“Which Story Do You Want To Live?”
Last week I finally read Ishmael by Daniel Quinn. I’d heard about it for years, but never got around to reading it. As you may know, it involves a re-telling of human history with a different storyline then we have been taught. The interesting thing to me is how drastically this history is changed by simply telling the story from a different point of view.
I started to think about how we are bombarded every day with “facts” about our health, our opportunities for advancement, and our safety, to name a few. Then there’s the whole realm of political persuasion, in which every elected official and pundit assures us they speak the “truth” with their “facts.” Isn’t it funny — a large percentage of our U.S. population believes the “facts” spouted by one political party, while an equal or greater percentage sucks up the “truths” of the other.

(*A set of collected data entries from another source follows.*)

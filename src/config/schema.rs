//! Configuration schema definitions.
//!
//! This module defines the complete configuration structure for the suite.
//! All types derive Serde traits for deserialization from config files.

use serde::{Deserialize, Serialize};

use crate::fixture::{DEFAULT_MEMBER_ID, DEFAULT_NAMESPACES};

/// Root configuration for a benchmark session.
#[derive(Debug, Clone, Deserialize, Serialize, Default, PartialEq)]
#[serde(default)]
pub struct BenchConfig {
    /// Route fixture shape.
    pub fixture: FixtureConfig,

    /// Which cases run and how.
    pub suite: SuiteConfig,

    /// Logging settings.
    pub observability: ObservabilityConfig,
}

/// Fixture configuration.
#[derive(Debug, Clone, Deserialize, Serialize, PartialEq)]
#[serde(default)]
pub struct FixtureConfig {
    /// Top-level path segments, in registration order.
    pub namespaces: Vec<String>,

    /// Id used in member paths (`/ns/res/<member_id>`).
    pub member_id: String,
}

impl Default for FixtureConfig {
    fn default() -> Self {
        Self {
            namespaces: DEFAULT_NAMESPACES.iter().map(|ns| ns.to_string()).collect(),
            member_id: DEFAULT_MEMBER_ID.to_string(),
        }
    }
}

/// Suite configuration.
#[derive(Debug, Clone, Deserialize, Serialize, PartialEq)]
#[serde(default)]
pub struct SuiteConfig {
    /// Resources per namespace for each "Route" case.
    pub scales: Vec<usize>,

    /// Dispatches per case for the command-line runner.
    pub iterations: u64,

    /// Assert `200 hello` on every response.
    pub check_responses: bool,

    /// Adapter names to run (empty = all).
    pub routers: Vec<String>,
}

impl Default for SuiteConfig {
    fn default() -> Self {
        Self {
            scales: vec![1, 5, 10, 20, 200],
            iterations: 1_000_000,
            check_responses: false,
            routers: Vec::new(),
        }
    }
}

/// Observability configuration.
#[derive(Debug, Clone, Deserialize, Serialize, PartialEq)]
#[serde(default)]
pub struct ObservabilityConfig {
    /// Log level (trace, debug, info, warn, error).
    pub log_level: String,
}

impl Default for ObservabilityConfig {
    fn default() -> Self {
        Self {
            log_level: "info".to_string(),
        }
    }
}
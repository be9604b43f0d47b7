//! mux-bench command-line runner.
//!
//! Times every router adapter against the synthetic route tables without
//! Criterion's statistics, printing one Go-style line per case:
//!
//! ```text
//! BenchmarkAxumNestedSimple              1000000        412.3 ns/op
//! BenchmarkAxumNestedRoute15             1000000        498.0 ns/op
//! ```
//!
//! Use `cargo bench` for statistically sound numbers; this runner is for
//! quick comparisons and for checking that every route answers.

use std::path::PathBuf;

use clap::Parser;

use mux_bench::config::validation::validate_config;
use mux_bench::config::{load_config, BenchConfig, ConfigError};
use mux_bench::harness::ResponseCheck;
use mux_bench::observability::init_logging;
use mux_bench::suite::Suite;

#[derive(Parser)]
#[command(name = "mux-bench")]
#[command(about = "HTTP router dispatch benchmarks", long_about = None)]
struct Cli {
    /// Run only cases whose name contains this pattern
    #[arg(default_value = "")]
    filter: String,

    /// TOML configuration file
    #[arg(short, long)]
    config: Option<PathBuf>,

    /// Dispatches per case
    #[arg(short = 'n', long)]
    iterations: Option<u64>,

    /// Require every response to be 200 "hello"
    #[arg(long)]
    check: bool,

    /// List matching case names and exit
    #[arg(long)]
    list: bool,

    /// Print reports as JSON
    #[arg(long)]
    json: bool,
}

fn main() -> Result<(), Box<dyn std::error::Error>> {
    let cli = Cli::parse();

    let mut config = match &cli.config {
        Some(path) => load_config(path)?,
        None => BenchConfig::default(),
    };
    if let Some(iterations) = cli.iterations {
        config.suite.iterations = iterations;
    }
    if cli.check {
        config.suite.check_responses = true;
    }
    validate_config(&config).map_err(ConfigError::Validation)?;

    init_logging(&config.observability)?;

    tracing::info!(
        namespaces = ?config.fixture.namespaces,
        scales = ?config.suite.scales,
        iterations = config.suite.iterations,
        check_responses = config.suite.check_responses,
        "Configuration loaded"
    );

    let suite = Suite::from_config(&config)?;
    let cases: Vec<_> = suite.filter(&cli.filter).collect();
    if cases.is_empty() {
        tracing::warn!(filter = %cli.filter, "No benchmark matches filter");
        return Ok(());
    }

    if cli.list {
        for case in cases {
            println!("Benchmark{}", case.name());
        }
        return Ok(());
    }

    let check = if config.suite.check_responses {
        ResponseCheck::hello()
    } else {
        ResponseCheck::Disabled
    };

    let mut reports = Vec::with_capacity(cases.len());
    for case in cases {
        let mut prepared = case.prepare()?;
        let report = prepared.run(config.suite.iterations, check.clone())?;
        if !cli.json {
            println!("{}", report);
        }
        reports.push(report);
    }

    if cli.json {
        println!("{}", serde_json::to_string_pretty(&reports)?);
    }

    tracing::info!(cases = reports.len(), "Benchmarks complete");
    Ok(())
}
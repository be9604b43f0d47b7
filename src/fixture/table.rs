//! Route registration tables.
//!
//! The request sequence describes what is sent; the table describes what
//! each router registers. Collection and member patterns are grouped with
//! their methods so routers that key on path alone see each path once.

use axum::http::Method;

use crate::fixture::SIMPLE_PATH;

/// Parameter placeholder style of a routing library.
#[derive(Debug, Clone, Copy, PartialEq, Eq)]
pub enum ParamSyntax {
    /// `{id}` (axum, matchit)
    Braces,
    /// `:id` (routefinder)
    Colon,
}

impl ParamSyntax {
    /// Render a path parameter named `name`.
    pub fn param(self, name: &str) -> String {
        match self {
            ParamSyntax::Braces => format!("{{{}}}", name),
            ParamSyntax::Colon => format!(":{}", name),
        }
    }
}

/// One registered pattern and the methods it answers.
#[derive(Debug, Clone, PartialEq, Eq)]
pub struct RouteEntry {
    pub pattern: String,
    pub methods: Vec<Method>,
}

/// Ordered list of route registrations.
#[derive(Debug, Clone, Default)]
pub struct RouteTable {
    entries: Vec<RouteEntry>,
}

impl RouteTable {
    /// Absolute table: `/ns/res` and `/ns/res/<id>` for every pair.
    pub fn new<N, R>(namespaces: &[N], resources: &[R], syntax: ParamSyntax) -> Self
    where
        N: AsRef<str>,
        R: AsRef<str>,
    {
        let mut entries = Vec::with_capacity(namespaces.len() * resources.len() * 2);
        for ns in namespaces {
            let prefix = format!("/{}", ns.as_ref());
            push_resource_entries(&mut entries, &prefix, resources, syntax);
        }
        Self { entries }
    }

    /// Table relative to a namespace mount point: `/res` and `/res/<id>`.
    pub fn scoped<R: AsRef<str>>(resources: &[R], syntax: ParamSyntax) -> Self {
        let mut entries = Vec::with_capacity(resources.len() * 2);
        push_resource_entries(&mut entries, "", resources, syntax);
        Self { entries }
    }

    /// The single `GET /action` route.
    pub fn simple() -> Self {
        Self {
            entries: vec![RouteEntry {
                pattern: SIMPLE_PATH.to_string(),
                methods: vec![Method::GET],
            }],
        }
    }

    pub fn from_entries(entries: Vec<RouteEntry>) -> Self {
        Self { entries }
    }

    pub fn entries(&self) -> &[RouteEntry] {
        &self.entries
    }

    pub fn len(&self) -> usize {
        self.entries.len()
    }

    pub fn is_empty(&self) -> bool {
        self.entries.is_empty()
    }
}

fn push_resource_entries<R: AsRef<str>>(
    entries: &mut Vec<RouteEntry>,
    prefix: &str,
    resources: &[R],
    syntax: ParamSyntax,
) {
    let id = syntax.param("id");
    for res in resources {
        let collection = format!("{}/{}", prefix, res.as_ref());
        let member = format!("{}/{}", collection, id);
        entries.push(RouteEntry {
            pattern: collection,
            methods: vec![Method::GET, Method::POST],
        });
        entries.push(RouteEntry {
            pattern: member,
            methods: vec![Method::GET, Method::PUT, Method::DELETE],
        });
    }
}

#[cfg(test)]
mod tests {
    use super::*;

    #[test]
    fn test_absolute_table() {
        let table = RouteTable::new(&["admin", "api"], &["users"], ParamSyntax::Braces);
        let patterns: Vec<&str> = table.entries().iter().map(|e| e.pattern.as_str()).collect();
        assert_eq!(
            patterns,
            vec!["/admin/users", "/admin/users/{id}", "/api/users", "/api/users/{id}"]
        );
        assert_eq!(table.entries()[0].methods, vec![Method::GET, Method::POST]);
        assert_eq!(
            table.entries()[1].methods,
            vec![Method::GET, Method::PUT, Method::DELETE]
        );
    }

    #[test]
    fn test_scoped_colon_table() {
        let table = RouteTable::scoped(&["users"], ParamSyntax::Colon);
        let patterns: Vec<&str> = table.entries().iter().map(|e| e.pattern.as_str()).collect();
        assert_eq!(patterns, vec!["/users", "/users/:id"]);
    }

    #[test]
    fn test_methods_cover_five_variants() {
        let table = RouteTable::new(&["admin"], &["r"], ParamSyntax::Braces);
        let total: usize = table.entries().iter().map(|e| e.methods.len()).sum();
        assert_eq!(total, 5);
    }

    #[test]
    fn test_simple_table() {
        let table = RouteTable::simple();
        assert_eq!(table.len(), 1);
        assert_eq!(table.entries()[0].pattern, "/action");
    }
}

What’s going on here? Can that many people be wrong? How do we separate fact from opinion and truth from “truthiness” before the next generation of history books are written? I’ve noticed that we are now being lied to. By everyone. All the time. I’m no longer referring to politics alone. Oh, no. Apparently the rules changed without fanfare a while ago while we as a nation were collectively napping.
Suddenly it’s not just OK — it’s a “strategy” — to lie about the free trip to Florida you’ve just won but didn’t really; the “natural” ingredients in that jar of peanut butter; how much weight you can realistically expect to lose on the latest 98% caffeine diet pill; how you, too, can qualify for this shiny new house (car, boat, whatever) even with that basement-level credit score.
All this has got me wondering — who determines where we go next as the most advanced brainstems on this planet? Telemarketers? Political operatives? Fortune 500 corporations? In other words, who will we, as sovereign individuals, allow to not only determine the course we take from here on in, but also interpret the story of that course for future generations — if there are any.
I keep coming back to the lowest common denominator — personal truth, the kind you can only gain by experience and observation. We tend to reject personal experience out of hand in our society — it can’t be measured in a lab, so it’s fairly worthless stuff. If that’s ”true,” I ask myself, then why does my life keep improving and feeling increasingly authentic and “safe” the longer I do all my own testing in the laboratory of Diane’s daily life?
Each of us has to make a decision based on the following question: ”Do I need to look to others for “truth” and hope that I follow the “ right” authorities, or is there an innate wisdom within me that I can tap into and allow to guide me safely through life?” Once we know the answer to that question we can make one of the following our conscious decision: “I will put the future of this planet into the hands of those whose agendas I cannot know” or “I am now ready to take responsibility for my role in determining the success or failure of the human experiment.”